I just called both my Senators to urge them to oppose Senator Coburn’s pending amendment. If you feel as strongly about defending the value of the entertainment education approach as I do, I hope you will call or email your Senators today as well. I think we especially need people from outside of California to contact your Senators, because most of the efforts so far have been centered in L.A.

To make it even easier for you, here are a couple of sentences you can use as-is or adapt for when you call:

Hi, I’m calling to urge Senator ____ to oppose Senator Coburn’s amendment to the Labor/HHS appropriations bill that would eliminate funding for the CDC’s entertainment education program. This is an effective and cost-efficient public health tool that has been proven to increase health knowledge and healthy behaviors among television viewers. Thank you.

Two minutes per phone call, and we can make this happen. We’ve got the power.

Photo Credit: sazztastical

Save the CDC’s Entertainment Education Funding!

I have been intending to write about this for some time, and with the US Senate about to open up debate on the appropriations bill for the Department of Health and Human Services this week, the time must be now.

Back in July, when the House of Representatives was voting on the HHS Appropriations bill, Congressman Ryan of Wisconsin successfully passed an amendment on a voice vote that took out the line item for the CDC’s entertainment education project (currently housed at USC as Hollywood, Health and Society).

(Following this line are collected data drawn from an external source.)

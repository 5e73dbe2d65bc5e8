//! Hazard detection and operand forwarding.
//!
//! Forwarding is performed EX-side, matching the teacher's placement of
//! `forward_rs` inside `execute_stage` rather than inside Decode.
//! `forward_rs` takes `mem_wb` by reference but the caller must pass the
//! `wb_latch` snapshot taken right after `wb_stage`, not the live
//! `mem_wb` field -- by the time `execute_stage` runs this cycle,
//! `mem_stage` has already overwritten `mem_wb` with the next retiring
//! instruction.

use crate::core::control::{self, AluOp};
use crate::core::pipeline::{ExMem, IfId, IdEx, MemWb};

/// True if the instruction in ID/EX is a load whose destination is
/// read by the instruction currently sitting in IF/ID (not yet
/// decoded) -- the classic one-cycle load-use stall.
pub fn need_stall_load_use(id_ex: &IdEx, if_id: &IfId) -> bool {
    let Some(ex_inst) = id_ex.entry else {
        return false;
    };
    if !ex_inst.ctrl.mem_read || ex_inst.dest == 0 {
        return false;
    }
    let Some(fetched) = if_id.entry else {
        return false;
    };
    let d = control::decode(fetched.instruction);
    d.read1 == ex_inst.dest || d.read2 == ex_inst.dest
}

/// Conservative safety stall: a MUL result sitting in EX/MEM, followed
/// by a DIV in ID/EX reading the same register. Not strictly necessary
/// with full forwarding; kept because the source enforces it.
pub fn need_stall_mul_div(id_ex: &IdEx, ex_mem: &ExMem) -> bool {
    let Some(mem_inst) = ex_mem.entry else {
        return false;
    };
    if mem_inst.ctrl.is_halt {
        return false;
    }
    let Some(ex_inst) = id_ex.entry else {
        return false;
    };
    if ex_inst.alu_op != AluOp::Div {
        return false;
    }
    mem_inst.dest != 0
        && control::decode(mem_inst.instruction).alu_op == AluOp::Mul
        && (ex_inst.src1 == mem_inst.dest || ex_inst.src2 == mem_inst.dest)
}

/// Resolves the values of `rs1`/`rs2` for the instruction currently in
/// ID/EX, substituting in-flight results from EX/MEM or MEM/WB ahead of
/// the register file read. EX/MEM takes priority over MEM/WB; a load's
/// forwarded value comes from `mem_data`, any other instruction's from
/// `alu_result`.
pub fn forward_rs(id_entry: &crate::core::pipeline::IdExEntry, ex_mem: &ExMem, mem_wb: &MemWb) -> (u32, u32) {
    let mut rv1 = id_entry.rv1;
    let mut rv2 = id_entry.rv2;

    let forward_value = |dest: u8, ctrl: &control::ControlSignals, alu: u32, mem: u32| -> Option<u32> {
        if !ctrl.reg_write || dest == 0 {
            return None;
        }
        Some(if ctrl.mem_to_reg { mem } else { alu })
    };

    if let Some(wb) = mem_wb.entry {
        if let Some(v) = forward_value(wb.dest, &wb.ctrl, wb.alu_result, wb.mem_data) {
            if id_entry.src1 == wb.dest {
                rv1 = v;
            }
            if id_entry.src2 == wb.dest {
                rv2 = v;
            }
        }
    }

    if let Some(ex) = ex_mem.entry {
        if let Some(v) = forward_value(ex.dest, &ex.ctrl, ex.alu_result, ex.alu_result) {
            if id_entry.src1 == ex.dest {
                rv1 = v;
            }
            if id_entry.src2 == ex.dest {
                rv2 = v;
            }
        }
    }

    (rv1, rv2)
}

#[cfg(test)]
mod tests {
    use super::*;
    use crate::core::control::ControlSignals;
    use crate::core::pipeline::{ExMemEntry, IdExEntry, MemWbEntry};

    fn id_ex_load(dest: u8) -> IdEx {
        IdEx {
            entry: Some(IdExEntry {
                pc: 0,
                instruction: 0,
                dest,
                src1: 0,
                src2: 0,
                rv1: 0,
                rv2: 0,
                immediate: 0,
                alu_op: AluOp::Add,
                ctrl: ControlSignals {
                    mem_read: true,
                    reg_write: true,
                    ..Default::default()
                },
            }),
        }
    }

    fn if_id_reading(reg: u8) -> IfId {
        use crate::core::control::ADD;
        let word = (ADD as u32) << 24 | 9u32 << 16 | (reg as u32) << 8;
        IfId {
            entry: Some(crate::core::pipeline::IfIdEntry {
                pc: 0,
                instruction: word,
            }),
        }
    }

    #[test]
    fn detects_load_use_hazard() {
        let id_ex = id_ex_load(3);
        let if_id = if_id_reading(3);
        assert!(need_stall_load_use(&id_ex, &if_id));
    }

    #[test]
    fn no_stall_when_registers_differ() {
        let id_ex = id_ex_load(3);
        let if_id = if_id_reading(4);
        assert!(!need_stall_load_use(&id_ex, &if_id));
    }

    #[test]
    fn ex_mem_forwarding_takes_priority_over_mem_wb() {
        let id_entry = IdExEntry {
            pc: 0,
            instruction: 0,
            dest: 9,
            src1: 1,
            src2: 2,
            rv1: 0,
            rv2: 0,
            immediate: 0,
            alu_op: AluOp::Add,
            ctrl: ControlSignals::default(),
        };
        let ex_mem = ExMem {
            entry: Some(ExMemEntry {
                pc: 0,
                instruction: 0,
                dest: 1,
                alu_result: 100,
                store_data: 0,
                ctrl: ControlSignals {
                    reg_write: true,
                    ..Default::default()
                },
            }),
        };
        let mem_wb = MemWb {
            entry: Some(MemWbEntry {
                pc: 0,
                instruction: 0,
                dest: 1,
                alu_result: 200,
                mem_data: 0,
                ctrl: ControlSignals {
                    reg_write: true,
                    ..Default::default()
                },
            }),
        };
        let (rv1, _) = forward_rs(&id_entry, &ex_mem, &mem_wb);
        assert_eq!(rv1, 100);
    }
}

This is a well-known, successful program that works with television writers and other entertainment industry professionals to ensure that health issues are depicted accurately and to work towards inclusion of health content into shows to promote healthy behaviors on the part of the audience. I have written about the effectiveness of the entertainment education approach many times before.

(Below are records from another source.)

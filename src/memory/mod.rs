//! Segmented, word-addressable memory with memory-mapped I/O.
//!
//! Four logical segments (TEXT, DATA, HEAP, STACK) are folded into one
//! 1 MiB backing buffer by an address-translation function; addresses
//! at or above `0xFFFF_0000` are I/O and bypass the buffer entirely.
//! This is modelled, per the source's own re-architecture notes, as a
//! function returning either an in-bounds backing index or an error,
//! rather than letting callers poke at the buffer directly.

pub mod device;
pub mod devices;

use crate::common::SimError;
pub use device::Device;

pub const BACKING_SIZE: usize = 1024 * 1024;

pub const TEXT_BASE: u32 = 0x0000_0000;
pub const DATA_BASE: u32 = 0x1000_0000;
pub const HEAP_BASE: u32 = 0x2000_0000;
pub const STACK_BASE: u32 = 0x3000_0000;

pub const IO_BASE: u32 = 0xFFFF_0000;

/// Each logical segment's pre-baked offset inside the shared backing
/// buffer, and the portion of the buffer reserved for it.
const TEXT_SPAN: u32 = 256 * 1024;
const DATA_SPAN: u32 = 256 * 1024;
const HEAP_SPAN: u32 = 256 * 1024;
const STACK_SPAN: u32 = 256 * 1024;

const TEXT_OFFSET: u32 = 0;
const DATA_OFFSET: u32 = TEXT_OFFSET + TEXT_SPAN;
const HEAP_OFFSET: u32 = DATA_OFFSET + DATA_SPAN;
const STACK_OFFSET: u32 = HEAP_OFFSET + HEAP_SPAN;

fn translate(addr: u32) -> Result<usize, SimError> {
    let (base, span, offset) = if addr >= STACK_BASE && addr < STACK_BASE + STACK_SPAN {
        (STACK_BASE, STACK_SPAN, STACK_OFFSET)
    } else if addr >= HEAP_BASE && addr < HEAP_BASE + HEAP_SPAN {
        (HEAP_BASE, HEAP_SPAN, HEAP_OFFSET)
    } else if addr >= DATA_BASE && addr < DATA_BASE + DATA_SPAN {
        (DATA_BASE, DATA_SPAN, DATA_OFFSET)
    } else if addr < TEXT_BASE + TEXT_SPAN {
        (TEXT_BASE, TEXT_SPAN, TEXT_OFFSET)
    } else {
        return Err(SimError::Address { addr });
    };
    let physical = offset + (addr - base);
    if physical >= offset + span {
        return Err(SimError::Address { addr });
    }
    Ok(physical as usize)
}

/// Segmented memory plus memory-mapped I/O devices.
pub struct Memory {
    backing: Vec<u8>,
    devices: Vec<Box<dyn Device>>,
}

impl Memory {
    pub fn new() -> Self {
        Self {
            backing: vec![0u8; BACKING_SIZE],
            devices: devices::default_devices(),
        }
    }

    fn is_io(addr: u32) -> bool {
        addr >= IO_BASE
    }

    fn find_device(&mut self, addr: u32) -> Option<(&mut Box<dyn Device>, u32)> {
        self.devices.iter_mut().find_map(|d| {
            let (base, size) = d.address_range();
            if addr >= base && addr < base + size {
                Some((d, addr - base))
            } else {
                None
            }
        })
    }

    /// Registers the console-output sink ("console_out") or the
    /// interrupt callback ("interrupt") on the device named "io",
    /// wherever it sits in `devices`.
    pub fn register_io_callback(&mut self, which: &str, callback: Box<dyn FnMut(u32)>) {
        let mut callback = Some(callback);
        for d in &mut self.devices {
            if d.name() != "io" {
                continue;
            }
            if let Some(cb) = callback.take() {
                match which {
                    "console_out" => d.set_output_callback(cb),
                    "interrupt" => d.set_interrupt_callback(cb),
                    _ => {}
                }
            }
            break;
        }
    }

    pub fn add_console_input(&mut self, byte: u8) {
        for d in &mut self.devices {
            d.push_console_input(byte);
        }
    }

    pub fn add_keyboard_input(&mut self, code: u32) {
        for d in &mut self.devices {
            d.push_keyboard_input(code);
        }
    }

    pub fn update_timer(&mut self, delta_ms: u32) {
        for d in &mut self.devices {
            d.tick(delta_ms);
        }
    }

    /// Reads a byte. Goes through the same segment translation as word
    /// access (the source's byte path bypassed translation -- treated
    /// here as a bug, not preserved behavior).
    pub fn read_byte(&mut self, addr: u32) -> Result<u8, SimError> {
        if Self::is_io(addr) {
            let word = self.io_read_word(addr & !0x3)?;
            let shift = (addr & 0x3) * 8;
            return Ok((word >> shift) as u8);
        }
        let idx = translate(addr)?;
        Ok(self.backing[idx])
    }

    pub fn write_byte(&mut self, addr: u32, val: u8) -> Result<(), SimError> {
        if Self::is_io(addr) {
            return Ok(());
        }
        let idx = translate(addr)?;
        self.backing[idx] = val;
        Ok(())
    }

    /// Reads a little-endian word. 4-byte alignment is required.
    pub fn read_word(&mut self, addr: u32) -> Result<u32, SimError> {
        if addr % 4 != 0 {
            return Err(SimError::Alignment { addr });
        }
        if Self::is_io(addr) {
            return self.io_read_word(addr);
        }
        let idx = translate(addr)?;
        if idx + 4 > self.backing.len() {
            return Err(SimError::Address { addr });
        }
        let bytes = [
            self.backing[idx],
            self.backing[idx + 1],
            self.backing[idx + 2],
            self.backing[idx + 3],
        ];
        Ok(u32::from_le_bytes(bytes))
    }

    pub fn write_word(&mut self, addr: u32, val: u32) -> Result<(), SimError> {
        if addr % 4 != 0 {
            return Err(SimError::Alignment { addr });
        }
        if Self::is_io(addr) {
            return self.io_write_word(addr, val);
        }
        let idx = translate(addr)?;
        if idx + 4 > self.backing.len() {
            return Err(SimError::Address { addr });
        }
        let bytes = val.to_le_bytes();
        self.backing[idx..idx + 4].copy_from_slice(&bytes);
        Ok(())
    }

    fn io_read_word(&mut self, addr: u32) -> Result<u32, SimError> {
        match self.find_device(addr) {
            Some((dev, offset)) => Ok(dev.read(offset)),
            None => Err(SimError::UnknownIoAddress { addr }),
        }
    }

    fn io_write_word(&mut self, addr: u32, val: u32) -> Result<(), SimError> {
        match self.find_device(addr) {
            Some((dev, offset)) => {
                dev.write(offset, val);
                Ok(())
            }
            None => Err(SimError::UnknownIoAddress { addr }),
        }
    }

    /// Loads a sequence of words starting at `base`, word-aligned.
    pub fn load_program(&mut self, words: &[u32], base: u32) -> Result<(), SimError> {
        for (i, word) in words.iter().enumerate() {
            self.write_word(base + (i as u32) * 4, *word)?;
        }
        Ok(())
    }

    /// Returns `(addr, word, ascii)` tuples for `len` words starting at
    /// `addr`, the ascii column rendering each byte as a printable
    /// character or `.`.
    pub fn dump(&mut self, addr: u32, len: usize) -> Vec<(u32, u32, String)> {
        let mut out = Vec::with_capacity(len);
        for i in 0..len {
            let a = addr + (i as u32) * 4;
            let word = self.read_word(a).unwrap_or(0);
            let ascii: String = word
                .to_le_bytes()
                .iter()
                .map(|b| {
                    if b.is_ascii_graphic() || *b == b' ' {
                        *b as char
                    } else {
                        '.'
                    }
                })
                .collect();
            out.push((a, word, ascii));
        }
        out
    }
}

impl Default for Memory {
    fn default() -> Self {
        Self::new()
    }
}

Congressman Ryan lumped this program in with other instances of what he considers wasteful spending by the CDC and tarred it with a very broad brush. Here’s an excerpt from the transcript of his remarks:

Mr. Chairman, there is a recent troubling report entitled “CDC Off Center,” which was produced under the direction of Senator Coburn with a report in the Senate Government Affairs Committee. Instead of using its resources to fight life-threatening diseases like HIV/AIDS and cancer, the CDC has instead spent money on needless luxury items and nongovernment functions.

For example, the CDC’s Office of Health and Safety recently provided its employees with a new, extravagant fitness center that includes such items as rotating pastel “mood” lights, zero-gravity chairs, and $30,000 dry-heat saunas. The CDC has also spent over $1.7 million on a “Hollywood liaison” to advise TV shows like “E.R.” and “House” on medical information included in their programming, clearly an expense that should have been covered by the successful for-profit television shows, not by our hard-earned tax dollars. They also further squandered taxpayer dollars in an office intended to help improve employee morale…

In a time when we are facing increasing risk of bioterrorism and disease, these are hardly the best use of taxpayer dollars. My amendment simply would ensure that the CDC would not be able to spend any more Federal funding on these three boondoggles described above. And it is my hope that we can get the CDC focused on doing its job, which is very important and they do a good job on that, and not on these kinds of boondoggles.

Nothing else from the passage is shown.